- WHAT NEEDS TO BE DONE
Reproduce the whole listing that follows, exactly as it stands.

- RECORDS SHOWN

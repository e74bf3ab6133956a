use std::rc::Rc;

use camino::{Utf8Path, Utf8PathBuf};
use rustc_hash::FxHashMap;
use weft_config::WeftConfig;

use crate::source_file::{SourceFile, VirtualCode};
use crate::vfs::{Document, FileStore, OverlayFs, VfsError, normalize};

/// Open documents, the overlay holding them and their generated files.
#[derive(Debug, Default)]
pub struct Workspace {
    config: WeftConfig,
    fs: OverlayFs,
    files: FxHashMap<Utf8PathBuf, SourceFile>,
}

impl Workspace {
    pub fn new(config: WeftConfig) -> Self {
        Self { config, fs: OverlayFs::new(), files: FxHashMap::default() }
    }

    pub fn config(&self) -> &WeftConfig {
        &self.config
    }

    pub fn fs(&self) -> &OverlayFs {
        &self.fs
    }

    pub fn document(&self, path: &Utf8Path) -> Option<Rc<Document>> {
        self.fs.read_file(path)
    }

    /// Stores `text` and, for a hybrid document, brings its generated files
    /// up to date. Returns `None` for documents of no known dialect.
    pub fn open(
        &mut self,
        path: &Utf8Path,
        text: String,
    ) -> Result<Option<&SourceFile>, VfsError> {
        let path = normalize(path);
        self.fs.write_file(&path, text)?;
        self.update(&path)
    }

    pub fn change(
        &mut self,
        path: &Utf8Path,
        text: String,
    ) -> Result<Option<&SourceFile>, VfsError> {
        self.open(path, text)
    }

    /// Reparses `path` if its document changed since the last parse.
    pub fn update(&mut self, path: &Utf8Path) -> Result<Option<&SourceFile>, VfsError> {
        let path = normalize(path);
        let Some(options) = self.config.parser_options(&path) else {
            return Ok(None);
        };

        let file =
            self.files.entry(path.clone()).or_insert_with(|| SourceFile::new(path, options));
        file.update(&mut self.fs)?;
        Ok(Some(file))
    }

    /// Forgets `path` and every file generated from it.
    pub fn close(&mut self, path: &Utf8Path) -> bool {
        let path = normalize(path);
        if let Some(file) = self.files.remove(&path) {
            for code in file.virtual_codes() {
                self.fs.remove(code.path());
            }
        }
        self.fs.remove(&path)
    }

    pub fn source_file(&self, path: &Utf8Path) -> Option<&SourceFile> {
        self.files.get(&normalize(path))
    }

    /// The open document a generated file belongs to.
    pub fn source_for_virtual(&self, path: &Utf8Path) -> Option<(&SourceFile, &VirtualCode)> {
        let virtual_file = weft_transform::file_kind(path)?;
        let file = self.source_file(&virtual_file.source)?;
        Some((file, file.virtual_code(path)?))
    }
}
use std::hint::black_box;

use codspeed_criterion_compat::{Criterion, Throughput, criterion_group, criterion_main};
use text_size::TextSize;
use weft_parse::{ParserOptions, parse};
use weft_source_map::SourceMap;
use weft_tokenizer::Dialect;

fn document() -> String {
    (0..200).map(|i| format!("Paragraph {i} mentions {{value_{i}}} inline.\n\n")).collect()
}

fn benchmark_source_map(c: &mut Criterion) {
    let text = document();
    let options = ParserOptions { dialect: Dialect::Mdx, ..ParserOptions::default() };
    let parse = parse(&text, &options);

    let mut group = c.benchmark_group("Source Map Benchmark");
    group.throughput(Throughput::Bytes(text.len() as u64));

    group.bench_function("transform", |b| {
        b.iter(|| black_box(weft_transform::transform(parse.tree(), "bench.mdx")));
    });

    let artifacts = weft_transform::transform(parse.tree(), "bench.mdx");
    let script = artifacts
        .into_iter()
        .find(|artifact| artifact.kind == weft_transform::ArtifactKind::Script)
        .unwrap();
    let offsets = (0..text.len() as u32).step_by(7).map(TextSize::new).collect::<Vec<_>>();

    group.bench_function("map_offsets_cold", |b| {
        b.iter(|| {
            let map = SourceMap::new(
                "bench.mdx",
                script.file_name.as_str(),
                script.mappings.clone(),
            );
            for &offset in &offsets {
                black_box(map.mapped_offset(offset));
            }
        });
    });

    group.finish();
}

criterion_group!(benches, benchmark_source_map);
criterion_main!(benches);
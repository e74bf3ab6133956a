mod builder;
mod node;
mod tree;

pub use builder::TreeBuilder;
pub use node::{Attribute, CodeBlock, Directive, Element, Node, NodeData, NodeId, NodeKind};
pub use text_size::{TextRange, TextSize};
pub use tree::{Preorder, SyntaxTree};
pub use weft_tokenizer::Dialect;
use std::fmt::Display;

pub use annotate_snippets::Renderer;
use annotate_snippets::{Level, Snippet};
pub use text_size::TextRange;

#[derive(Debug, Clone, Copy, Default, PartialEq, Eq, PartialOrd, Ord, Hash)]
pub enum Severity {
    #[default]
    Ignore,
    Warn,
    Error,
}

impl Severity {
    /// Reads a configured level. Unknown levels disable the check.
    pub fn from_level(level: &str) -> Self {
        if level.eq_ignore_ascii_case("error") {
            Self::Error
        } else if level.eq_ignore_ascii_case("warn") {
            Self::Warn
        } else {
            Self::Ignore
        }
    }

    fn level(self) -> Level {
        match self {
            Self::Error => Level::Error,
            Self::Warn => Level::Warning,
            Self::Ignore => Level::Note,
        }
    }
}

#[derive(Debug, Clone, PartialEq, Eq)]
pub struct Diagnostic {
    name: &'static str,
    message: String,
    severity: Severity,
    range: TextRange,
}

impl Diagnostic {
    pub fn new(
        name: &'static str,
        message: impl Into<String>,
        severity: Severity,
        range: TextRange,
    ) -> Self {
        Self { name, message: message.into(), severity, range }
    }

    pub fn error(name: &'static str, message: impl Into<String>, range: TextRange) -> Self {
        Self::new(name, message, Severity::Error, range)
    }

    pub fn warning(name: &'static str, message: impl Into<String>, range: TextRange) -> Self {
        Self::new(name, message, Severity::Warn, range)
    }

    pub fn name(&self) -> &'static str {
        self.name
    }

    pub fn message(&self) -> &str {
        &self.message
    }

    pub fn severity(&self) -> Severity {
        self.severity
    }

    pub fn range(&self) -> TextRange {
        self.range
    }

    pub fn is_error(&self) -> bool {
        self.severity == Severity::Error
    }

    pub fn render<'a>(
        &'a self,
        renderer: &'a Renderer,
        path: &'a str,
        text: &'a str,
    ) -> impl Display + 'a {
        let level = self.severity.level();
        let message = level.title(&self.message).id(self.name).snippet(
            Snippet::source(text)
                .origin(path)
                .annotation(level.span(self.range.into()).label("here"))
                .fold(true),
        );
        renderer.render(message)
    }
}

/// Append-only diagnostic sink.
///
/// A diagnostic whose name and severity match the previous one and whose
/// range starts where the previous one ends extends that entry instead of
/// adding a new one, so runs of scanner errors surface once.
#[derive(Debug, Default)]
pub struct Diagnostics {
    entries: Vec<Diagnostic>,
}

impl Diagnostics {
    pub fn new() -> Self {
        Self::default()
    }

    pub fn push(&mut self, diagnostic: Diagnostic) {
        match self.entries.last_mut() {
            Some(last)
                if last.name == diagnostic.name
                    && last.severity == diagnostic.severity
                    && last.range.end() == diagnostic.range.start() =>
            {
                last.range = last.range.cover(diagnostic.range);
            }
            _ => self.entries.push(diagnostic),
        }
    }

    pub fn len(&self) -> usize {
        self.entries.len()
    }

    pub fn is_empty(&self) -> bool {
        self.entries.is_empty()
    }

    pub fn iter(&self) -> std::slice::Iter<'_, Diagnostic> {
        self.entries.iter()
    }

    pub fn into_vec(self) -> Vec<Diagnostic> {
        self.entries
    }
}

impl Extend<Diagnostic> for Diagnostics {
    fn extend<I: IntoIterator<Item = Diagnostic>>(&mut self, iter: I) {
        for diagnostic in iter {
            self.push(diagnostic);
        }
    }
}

- ANSWER SECTION
repository e74bf3ab6133956a
use std::rc::Rc;

use camino::{Utf8Path, Utf8PathBuf};
use rustc_hash::FxHashMap;
use weft_config::WeftConfig;

use crate::source_file::{SourceFile, VirtualCode};
use crate::vfs::{Document, FileStore, OverlayFs, VfsError, normalize};

/// Open documents, the overlay holding them and their generated files.
#[derive(Debug, Default)]
pub struct Workspace {
    config: WeftConfig,
    fs: OverlayFs,
    files: FxHashMap<Utf8PathBuf, SourceFile>,
}

impl Workspace {
    pub fn new(config: WeftConfig) -> Self {
        Self { config, fs: OverlayFs::new(), files: FxHashMap::default() }
    }

    pub fn config(&self) -> &WeftConfig {
        &self.config
    }

    pub fn fs(&self) -> &OverlayFs {
        &self.fs
    }

    pub fn document(&self, path: &Utf8Path) -> Option<Rc<Document>> {
        self.fs.read_file(path)
    }

    /// Stores `text` and, for a hybrid document, brings its generated files
    /// up to date. Returns `None` for documents of no known dialect.
    pub fn open(
        &mut self,
        path: &Utf8Path,
        text: String,
    ) -> Result<Option<&SourceFile>, VfsError> {
        let path = normalize(path);
        self.fs.write_file(&path, text)?;
        self.update(&path)
    }

    pub fn change(
        &mut self,
        path: &Utf8Path,
        text: String,
    ) -> Result<Option<&SourceFile>, VfsError> {
        self.open(path, text)
    }

    /// Reparses `path` if its document changed since the last parse.
    pub fn update(&mut self, path: &Utf8Path) -> Result<Option<&SourceFile>, VfsError> {
        let path = normalize(path);
        let Some(options) = self.config.parser_options(&path) else {
            return Ok(None);
        };

        let file =
            self.files.entry(path.clone()).or_insert_with(|| SourceFile::new(path, options));
        file.update(&mut self.fs)?;
        Ok(Some(file))
    }

    /// Forgets `path` and every file generated from it.
    pub fn close(&mut self, path: &Utf8Path) -> bool {
        let path = normalize(path);
        if let Some(file) = self.files.remove(&path) {
            for code in file.virtual_codes() {
                self.fs.remove(code.path());
            }
        }
        self.fs.remove(&path)
    }

    pub fn source_file(&self, path: &Utf8Path) -> Option<&SourceFile> {
        self.files.get(&normalize(path))
    }

    /// The open document a generated file belongs to.
    pub fn source_for_virtual(&self, path: &Utf8Path) -> Option<(&SourceFile, &VirtualCode)> {
        let virtual_file = weft_transform::file_kind(path)?;
        let file = self.source_file(&virtual_file.source)?;
        Some((file, file.virtual_code(path)?))
    }
}
use std::hint::black_box;

use codspeed_criterion_compat::{Criterion, Throughput, criterion_group, criterion_main};
use text_size::TextSize;
use weft_parse::{ParserOptions, parse};
use weft_source_map::SourceMap;
use weft_tokenizer::Dialect;

fn document() -> String {
    (0..200).map(|i| format!("Paragraph {i} mentions {{value_{i}}} inline.\n\n")).collect()
}

fn benchmark_source_map(c: &mut Criterion) {
    let text = document();
    let options = ParserOptions { dialect: Dialect::Mdx, ..ParserOptions::default() };
    let parse = parse(&text, &options);

    let mut group = c.benchmark_group("Source Map Benchmark");
    group.throughput(Throughput::Bytes(text.len() as u64));

    group.bench_function("transform", |b| {
        b.iter(|| black_box(weft_transform::transform(parse.tree(), "bench.mdx")));
    });

    let artifacts = weft_transform::transform(parse.tree(), "bench.mdx");
    let script = artifacts
        .into_iter()
        .find(|artifact| artifact.kind == weft_transform::ArtifactKind::Script)
        .unwrap();
    let offsets = (0..text.len() as u32).step_by(7).map(TextSize::new).collect::<Vec<_>>();

    group.bench_function("map_offsets_cold", |b| {
        b.iter(|| {
            let map = SourceMap::new(
                "bench.mdx",
                script.file_name.as_str(),
                script.mappings.clone(),
            );
            for &offset in &offsets {
                black_box(map.mapped_offset(offset));
            }
        });
    });

    group.finish();
}

criterion_group!(benches, benchmark_source_map);
criterion_main!(benches);
repository e74bf3ab6133956a
mod builder;
mod node;
mod tree;

pub use builder::TreeBuilder;
pub use node::{Attribute, CodeBlock, Directive, Element, Node, NodeData, NodeId, NodeKind};
pub use text_size::{TextRange, TextSize};
pub use tree::{Preorder, SyntaxTree};
pub use weft_tokenizer::Dialect;
use std::fmt::Display;

pub use annotate_snippets::Renderer;
use annotate_snippets::{Level, Snippet};
pub use text_size::TextRange;

#[derive(Debug, Clone, Copy, Default, PartialEq, Eq, PartialOrd, Ord, Hash)]
pub enum Severity {
    #[default]
    Ignore,
    Warn,
    Error,
}

impl Severity {
    /// Reads a configured level. Unknown levels disable the check.
    pub fn from_level(level: &str) -> Self {
        if level.eq_ignore_ascii_case("error") {
            Self::Error
        } else if level.eq_ignore_ascii_case("warn") {
            Self::Warn
        } else {
            Self::Ignore
        }
    }

    fn level(self) -> Level {
        match self {
            Self::Error => Level::Error,
            Self::Warn => Level::Warning,
            Self::Ignore => Level::Note,
        }
    }
}

#[derive(Debug, Clone, PartialEq, Eq)]
pub struct Diagnostic {
    name: &'static str,
    message: String,
    severity: Severity,
    range: TextRange,
}

impl Diagnostic {
    pub fn new(
        name: &'static str,
        message: impl Into<String>,
        severity: Severity,
        range: TextRange,
    ) -> Self {
        Self { name, message: message.into(), severity, range }
    }

    pub fn error(name: &'static str, message: impl Into<String>, range: TextRange) -> Self {
        Self::new(name, message, Severity::Error, range)
    }

    pub fn warning(name: &'static str, message: impl Into<String>, range: TextRange) -> Self {
        Self::new(name, message, Severity::Warn, range)
    }

    pub fn name(&self) -> &'static str {
        self.name
    }

    pub fn message(&self) -> &str {
        &self.message
    }

    pub fn severity(&self) -> Severity {
        self.severity
    }

    pub fn range(&self) -> TextRange {
        self.range
    }

    pub fn is_error(&self) -> bool {
        self.severity == Severity::Error
    }

    pub fn render<'a>(
        &'a self,
        renderer: &'a Renderer,
        path: &'a str,
        text: &'a str,
    ) -> impl Display + 'a {
        let level = self.severity.level();
        let message = level.title(&self.message).id(self.name).snippet(
            Snippet::source(text)
                .origin(path)
                .annotation(level.span(self.range.into()).label("here"))
                .fold(true),
        );
        renderer.render(message)
    }
}

/// Append-only diagnostic sink.
///
/// A diagnostic whose name and severity match the previous one and whose
/// range starts where the previous one ends extends that entry instead of
/// adding a new one, so runs of scanner errors surface once.
#[derive(Debug, Default)]
pub struct Diagnostics {
    entries: Vec<Diagnostic>,
}

impl Diagnostics {
    pub fn new() -> Self {
        Self::default()
    }

    pub fn push(&mut self, diagnostic: Diagnostic) {
        match self.entries.last_mut() {
            Some(last)
                if last.name == diagnostic.name
                    && last.severity == diagnostic.severity
                    && last.range.end() == diagnostic.range.start() =>
            {
                last.range = last.range.cover(diagnostic.range);
            }
            _ => self.entries.push(diagnostic),
        }
    }

    pub fn len(&self) -> usize {
        self.entries.len()
    }

    pub fn is_empty(&self) -> bool {
        self.entries.is_empty()
    }

    pub fn iter(&self) -> std::slice::Iter<'_, Diagnostic> {
        self.entries.iter()
    }

    pub fn into_vec(self) -> Vec<Diagnostic> {
        self.entries
    }
}

impl Extend<Diagnostic> for Diagnostics {
    fn extend<I: IntoIterator<Item = Diagnostic>>(&mut self, iter: I) {
        for diagnostic in iter {
            self.push(diagnostic);
        }
    }
}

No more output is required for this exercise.